→ **Task brief**:
Copy out each line below that has the word "cannot" in it.

━━━ Stored data ━━━

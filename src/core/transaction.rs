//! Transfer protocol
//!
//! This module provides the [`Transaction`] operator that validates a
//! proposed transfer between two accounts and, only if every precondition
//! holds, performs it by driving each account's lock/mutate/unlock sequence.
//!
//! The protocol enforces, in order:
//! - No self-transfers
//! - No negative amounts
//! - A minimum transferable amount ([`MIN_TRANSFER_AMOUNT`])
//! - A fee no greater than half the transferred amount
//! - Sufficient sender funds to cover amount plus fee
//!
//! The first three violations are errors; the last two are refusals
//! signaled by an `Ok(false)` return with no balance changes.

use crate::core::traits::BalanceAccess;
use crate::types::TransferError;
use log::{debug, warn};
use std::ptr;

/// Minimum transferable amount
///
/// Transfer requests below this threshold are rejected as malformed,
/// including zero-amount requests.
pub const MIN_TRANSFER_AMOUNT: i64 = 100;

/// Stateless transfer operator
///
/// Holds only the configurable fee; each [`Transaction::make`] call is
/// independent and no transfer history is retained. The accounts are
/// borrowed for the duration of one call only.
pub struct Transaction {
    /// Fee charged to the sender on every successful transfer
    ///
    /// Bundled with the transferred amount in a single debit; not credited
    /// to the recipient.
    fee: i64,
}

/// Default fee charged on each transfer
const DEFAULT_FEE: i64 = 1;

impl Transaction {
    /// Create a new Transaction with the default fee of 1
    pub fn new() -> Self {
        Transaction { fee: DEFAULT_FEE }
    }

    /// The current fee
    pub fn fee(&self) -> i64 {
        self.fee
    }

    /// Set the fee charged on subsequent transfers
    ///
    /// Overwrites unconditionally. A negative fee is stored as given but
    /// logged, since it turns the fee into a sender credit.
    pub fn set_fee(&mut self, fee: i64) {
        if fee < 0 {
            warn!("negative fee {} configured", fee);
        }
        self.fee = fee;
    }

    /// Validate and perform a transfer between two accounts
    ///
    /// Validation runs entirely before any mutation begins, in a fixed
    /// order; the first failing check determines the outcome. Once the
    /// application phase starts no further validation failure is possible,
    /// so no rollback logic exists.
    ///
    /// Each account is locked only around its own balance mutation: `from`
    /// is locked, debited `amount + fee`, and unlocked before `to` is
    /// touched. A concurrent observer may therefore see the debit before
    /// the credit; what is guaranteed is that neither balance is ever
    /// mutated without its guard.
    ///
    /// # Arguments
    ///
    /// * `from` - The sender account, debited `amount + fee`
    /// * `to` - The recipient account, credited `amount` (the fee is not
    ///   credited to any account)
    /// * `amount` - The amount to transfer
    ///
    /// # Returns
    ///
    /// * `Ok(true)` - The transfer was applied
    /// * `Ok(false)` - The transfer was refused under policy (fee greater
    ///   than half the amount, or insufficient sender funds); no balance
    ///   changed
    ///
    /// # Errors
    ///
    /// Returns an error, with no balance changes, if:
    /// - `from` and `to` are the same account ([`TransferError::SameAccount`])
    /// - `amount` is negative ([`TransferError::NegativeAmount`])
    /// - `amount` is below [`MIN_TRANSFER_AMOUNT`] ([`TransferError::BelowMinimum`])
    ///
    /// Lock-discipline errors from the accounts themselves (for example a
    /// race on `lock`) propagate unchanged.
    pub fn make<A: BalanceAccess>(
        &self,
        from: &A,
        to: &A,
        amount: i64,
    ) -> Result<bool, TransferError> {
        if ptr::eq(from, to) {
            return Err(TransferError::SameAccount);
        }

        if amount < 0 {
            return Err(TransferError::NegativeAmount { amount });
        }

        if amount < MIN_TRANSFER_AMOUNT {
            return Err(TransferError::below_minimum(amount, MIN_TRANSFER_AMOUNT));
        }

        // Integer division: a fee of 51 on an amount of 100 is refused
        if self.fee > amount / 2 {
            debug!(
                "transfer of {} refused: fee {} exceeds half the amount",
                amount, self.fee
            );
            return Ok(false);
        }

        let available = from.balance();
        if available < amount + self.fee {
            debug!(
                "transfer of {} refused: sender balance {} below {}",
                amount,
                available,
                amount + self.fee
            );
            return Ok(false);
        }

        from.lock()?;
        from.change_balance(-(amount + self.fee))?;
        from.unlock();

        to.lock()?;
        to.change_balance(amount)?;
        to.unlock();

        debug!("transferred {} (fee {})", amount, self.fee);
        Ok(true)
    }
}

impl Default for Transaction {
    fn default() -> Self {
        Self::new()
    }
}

━━━
━━━ Stored data ━━━

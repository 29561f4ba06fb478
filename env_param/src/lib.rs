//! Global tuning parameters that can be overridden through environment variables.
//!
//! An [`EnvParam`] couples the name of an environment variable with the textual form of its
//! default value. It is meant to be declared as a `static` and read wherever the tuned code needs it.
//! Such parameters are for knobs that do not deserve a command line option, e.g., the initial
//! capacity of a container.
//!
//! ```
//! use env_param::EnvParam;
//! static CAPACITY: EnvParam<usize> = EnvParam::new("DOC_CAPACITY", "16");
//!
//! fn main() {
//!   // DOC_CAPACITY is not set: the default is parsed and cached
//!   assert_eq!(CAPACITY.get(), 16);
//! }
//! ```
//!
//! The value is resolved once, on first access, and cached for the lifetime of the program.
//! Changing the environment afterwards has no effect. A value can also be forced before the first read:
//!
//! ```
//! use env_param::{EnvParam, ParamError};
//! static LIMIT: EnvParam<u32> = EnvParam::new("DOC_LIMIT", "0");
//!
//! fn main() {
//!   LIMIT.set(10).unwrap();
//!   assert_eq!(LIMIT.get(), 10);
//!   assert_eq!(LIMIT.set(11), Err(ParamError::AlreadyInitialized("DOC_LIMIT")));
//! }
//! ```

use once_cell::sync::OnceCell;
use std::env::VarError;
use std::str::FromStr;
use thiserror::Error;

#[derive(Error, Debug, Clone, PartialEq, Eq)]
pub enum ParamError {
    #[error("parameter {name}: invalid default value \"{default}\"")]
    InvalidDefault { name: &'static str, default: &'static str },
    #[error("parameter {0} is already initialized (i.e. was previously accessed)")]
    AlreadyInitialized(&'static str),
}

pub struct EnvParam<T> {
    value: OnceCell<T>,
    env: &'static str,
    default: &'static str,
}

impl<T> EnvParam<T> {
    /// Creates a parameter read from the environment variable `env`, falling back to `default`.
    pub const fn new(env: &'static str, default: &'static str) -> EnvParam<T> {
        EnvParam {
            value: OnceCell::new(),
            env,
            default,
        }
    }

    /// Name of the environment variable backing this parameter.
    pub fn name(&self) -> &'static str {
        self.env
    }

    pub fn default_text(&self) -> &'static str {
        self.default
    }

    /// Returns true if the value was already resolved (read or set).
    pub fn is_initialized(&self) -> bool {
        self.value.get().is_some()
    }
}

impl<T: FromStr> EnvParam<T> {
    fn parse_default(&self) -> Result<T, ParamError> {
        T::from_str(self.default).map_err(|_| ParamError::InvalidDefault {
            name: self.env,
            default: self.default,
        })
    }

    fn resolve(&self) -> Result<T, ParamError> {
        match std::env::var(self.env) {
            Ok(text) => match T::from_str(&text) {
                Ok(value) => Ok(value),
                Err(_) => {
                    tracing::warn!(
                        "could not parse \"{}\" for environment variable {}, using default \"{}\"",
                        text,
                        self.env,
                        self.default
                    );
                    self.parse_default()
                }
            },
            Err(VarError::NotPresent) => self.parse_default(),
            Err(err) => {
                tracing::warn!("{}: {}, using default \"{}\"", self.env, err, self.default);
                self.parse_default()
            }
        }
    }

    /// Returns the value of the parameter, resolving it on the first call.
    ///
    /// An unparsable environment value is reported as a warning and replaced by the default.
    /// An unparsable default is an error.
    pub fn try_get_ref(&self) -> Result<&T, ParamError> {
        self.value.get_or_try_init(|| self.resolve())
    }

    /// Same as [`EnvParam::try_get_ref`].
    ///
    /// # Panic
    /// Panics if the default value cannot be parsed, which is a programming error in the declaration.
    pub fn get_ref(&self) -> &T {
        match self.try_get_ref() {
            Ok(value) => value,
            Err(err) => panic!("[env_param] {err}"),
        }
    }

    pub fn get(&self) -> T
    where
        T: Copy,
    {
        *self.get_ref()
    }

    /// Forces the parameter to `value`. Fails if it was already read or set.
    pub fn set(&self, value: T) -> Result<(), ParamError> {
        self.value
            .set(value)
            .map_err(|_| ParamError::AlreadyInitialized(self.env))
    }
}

━━━
━━━ Stored data ━━━

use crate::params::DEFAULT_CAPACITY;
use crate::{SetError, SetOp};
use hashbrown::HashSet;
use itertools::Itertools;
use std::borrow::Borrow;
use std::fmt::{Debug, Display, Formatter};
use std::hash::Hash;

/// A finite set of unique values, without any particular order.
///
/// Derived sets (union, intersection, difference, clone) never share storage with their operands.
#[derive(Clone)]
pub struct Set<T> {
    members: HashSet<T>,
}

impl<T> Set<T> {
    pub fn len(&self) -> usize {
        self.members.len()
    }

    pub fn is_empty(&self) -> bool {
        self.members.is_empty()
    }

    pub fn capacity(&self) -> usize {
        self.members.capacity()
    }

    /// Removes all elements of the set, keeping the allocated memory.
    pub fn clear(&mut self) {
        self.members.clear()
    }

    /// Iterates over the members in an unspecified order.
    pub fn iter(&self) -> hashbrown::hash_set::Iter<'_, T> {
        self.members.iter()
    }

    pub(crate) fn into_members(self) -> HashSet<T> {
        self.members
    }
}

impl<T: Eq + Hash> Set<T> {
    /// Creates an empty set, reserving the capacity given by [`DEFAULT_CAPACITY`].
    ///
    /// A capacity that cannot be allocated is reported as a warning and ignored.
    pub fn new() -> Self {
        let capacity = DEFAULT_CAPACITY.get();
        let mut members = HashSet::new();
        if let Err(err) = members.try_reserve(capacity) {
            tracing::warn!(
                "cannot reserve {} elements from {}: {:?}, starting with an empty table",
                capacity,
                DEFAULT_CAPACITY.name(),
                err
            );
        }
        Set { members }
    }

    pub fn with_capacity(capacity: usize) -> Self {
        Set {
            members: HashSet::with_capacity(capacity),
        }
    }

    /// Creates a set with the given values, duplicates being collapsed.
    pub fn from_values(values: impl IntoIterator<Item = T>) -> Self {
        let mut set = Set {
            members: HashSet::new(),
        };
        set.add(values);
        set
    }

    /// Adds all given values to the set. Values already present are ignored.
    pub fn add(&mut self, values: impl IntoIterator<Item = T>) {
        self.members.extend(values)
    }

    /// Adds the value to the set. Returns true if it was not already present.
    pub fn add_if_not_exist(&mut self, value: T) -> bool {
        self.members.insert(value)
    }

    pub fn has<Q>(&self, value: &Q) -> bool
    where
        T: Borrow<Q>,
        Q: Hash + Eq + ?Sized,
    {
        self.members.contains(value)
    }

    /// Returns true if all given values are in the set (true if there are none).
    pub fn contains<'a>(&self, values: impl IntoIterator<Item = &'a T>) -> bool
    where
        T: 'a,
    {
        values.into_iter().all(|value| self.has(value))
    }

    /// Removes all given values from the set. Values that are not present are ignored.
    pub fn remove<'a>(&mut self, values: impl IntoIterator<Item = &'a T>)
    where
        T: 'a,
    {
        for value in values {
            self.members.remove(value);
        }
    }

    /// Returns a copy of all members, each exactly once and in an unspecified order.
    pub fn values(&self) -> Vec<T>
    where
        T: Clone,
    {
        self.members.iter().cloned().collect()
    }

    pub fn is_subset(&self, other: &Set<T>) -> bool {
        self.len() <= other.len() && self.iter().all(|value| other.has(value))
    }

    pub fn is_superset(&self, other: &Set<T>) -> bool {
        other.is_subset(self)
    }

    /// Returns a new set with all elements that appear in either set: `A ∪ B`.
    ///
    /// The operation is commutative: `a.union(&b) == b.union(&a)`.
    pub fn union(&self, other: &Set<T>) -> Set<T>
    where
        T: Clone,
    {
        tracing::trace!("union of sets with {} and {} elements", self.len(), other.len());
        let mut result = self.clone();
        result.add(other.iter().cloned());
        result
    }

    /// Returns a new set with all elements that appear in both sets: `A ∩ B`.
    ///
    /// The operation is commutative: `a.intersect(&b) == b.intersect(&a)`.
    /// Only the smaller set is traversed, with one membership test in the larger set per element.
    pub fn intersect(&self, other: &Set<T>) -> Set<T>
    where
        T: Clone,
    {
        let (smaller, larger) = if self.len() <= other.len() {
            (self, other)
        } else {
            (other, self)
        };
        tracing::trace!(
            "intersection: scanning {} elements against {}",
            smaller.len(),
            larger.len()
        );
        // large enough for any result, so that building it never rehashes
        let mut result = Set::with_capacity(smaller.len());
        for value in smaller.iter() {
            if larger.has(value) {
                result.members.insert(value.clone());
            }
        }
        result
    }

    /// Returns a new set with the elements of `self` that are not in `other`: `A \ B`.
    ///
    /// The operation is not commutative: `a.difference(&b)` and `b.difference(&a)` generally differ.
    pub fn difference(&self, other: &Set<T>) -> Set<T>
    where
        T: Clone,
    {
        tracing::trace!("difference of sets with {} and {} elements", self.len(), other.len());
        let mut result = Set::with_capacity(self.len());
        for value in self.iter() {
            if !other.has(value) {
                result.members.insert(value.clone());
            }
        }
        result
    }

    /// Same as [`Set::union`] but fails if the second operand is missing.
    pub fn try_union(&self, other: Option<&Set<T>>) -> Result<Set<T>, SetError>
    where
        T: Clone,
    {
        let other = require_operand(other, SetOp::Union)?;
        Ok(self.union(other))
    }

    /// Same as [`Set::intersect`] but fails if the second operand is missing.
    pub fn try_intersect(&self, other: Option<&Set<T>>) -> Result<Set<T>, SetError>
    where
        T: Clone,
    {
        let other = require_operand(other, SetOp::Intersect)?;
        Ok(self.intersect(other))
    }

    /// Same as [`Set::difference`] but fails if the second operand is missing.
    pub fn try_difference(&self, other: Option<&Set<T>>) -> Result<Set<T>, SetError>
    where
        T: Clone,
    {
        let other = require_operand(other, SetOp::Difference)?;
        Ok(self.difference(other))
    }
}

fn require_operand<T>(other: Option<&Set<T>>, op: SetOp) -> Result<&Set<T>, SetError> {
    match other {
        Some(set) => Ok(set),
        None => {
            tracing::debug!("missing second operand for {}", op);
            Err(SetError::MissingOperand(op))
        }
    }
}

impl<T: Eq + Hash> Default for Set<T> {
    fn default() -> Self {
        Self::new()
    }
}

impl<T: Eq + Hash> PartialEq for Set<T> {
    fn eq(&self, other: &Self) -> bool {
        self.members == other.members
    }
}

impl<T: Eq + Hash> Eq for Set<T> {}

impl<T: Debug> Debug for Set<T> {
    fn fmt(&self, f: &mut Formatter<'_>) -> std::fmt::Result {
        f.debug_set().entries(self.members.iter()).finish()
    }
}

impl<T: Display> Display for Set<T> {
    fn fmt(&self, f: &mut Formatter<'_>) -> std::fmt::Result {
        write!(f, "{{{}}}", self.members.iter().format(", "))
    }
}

━━━

→ **Solved exercise**:
    /// Panics if the default value cannot be parsed, which is a programming error in the declaration.
    /// A capacity that cannot be allocated is reported as a warning and ignored.
                "cannot reserve {} elements from {}: {:?}, starting with an empty table",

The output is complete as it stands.